-- Instructions to follow --
The entries below should appear again in your reply, word for word.

(Saved data entries)

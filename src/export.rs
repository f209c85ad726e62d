use std::fs;
use std::path::Path;

use crate::error::Result;
use crate::schema::SeedRow;

/// Writes the accumulated seed rows as UTF-8 CSV with a single header row.
///
/// Parent directories are created as needed. Nothing is written until the
/// full run has completed; callers hold rows in memory until then.
pub fn write_seed_csv(path: &Path, rows: &[SeedRow]) -> Result<()> {
    if let Some(parent) = path.parent() {
        if !parent.as_os_str().is_empty() {
            fs::create_dir_all(parent)?;
        }
    }

    let mut writer = csv::Writer::from_path(path)?;
    for row in rows {
        writer.serialize(row)?;
    }
    writer.flush()?;
    Ok(())
}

-- The answer --
filename src/export.rs
repository f209c85ad726e62d
use std::fs;
use std::path::Path;

use crate::error::Result;
use crate::schema::SeedRow;

/// Writes the accumulated seed rows as UTF-8 CSV with a single header row.
///
/// Parent directories are created as needed. Nothing is written until the
/// full run has completed; callers hold rows in memory until then.
pub fn write_seed_csv(path: &Path, rows: &[SeedRow]) -> Result<()> {
    if let Some(parent) = path.parent() {
        if !parent.as_os_str().is_empty() {
            fs::create_dir_all(parent)?;
        }
    }

    let mut writer = csv::Writer::from_path(path)?;
    for row in rows {
        writer.serialize(row)?;
    }
    writer.flush()?;
    Ok(())
}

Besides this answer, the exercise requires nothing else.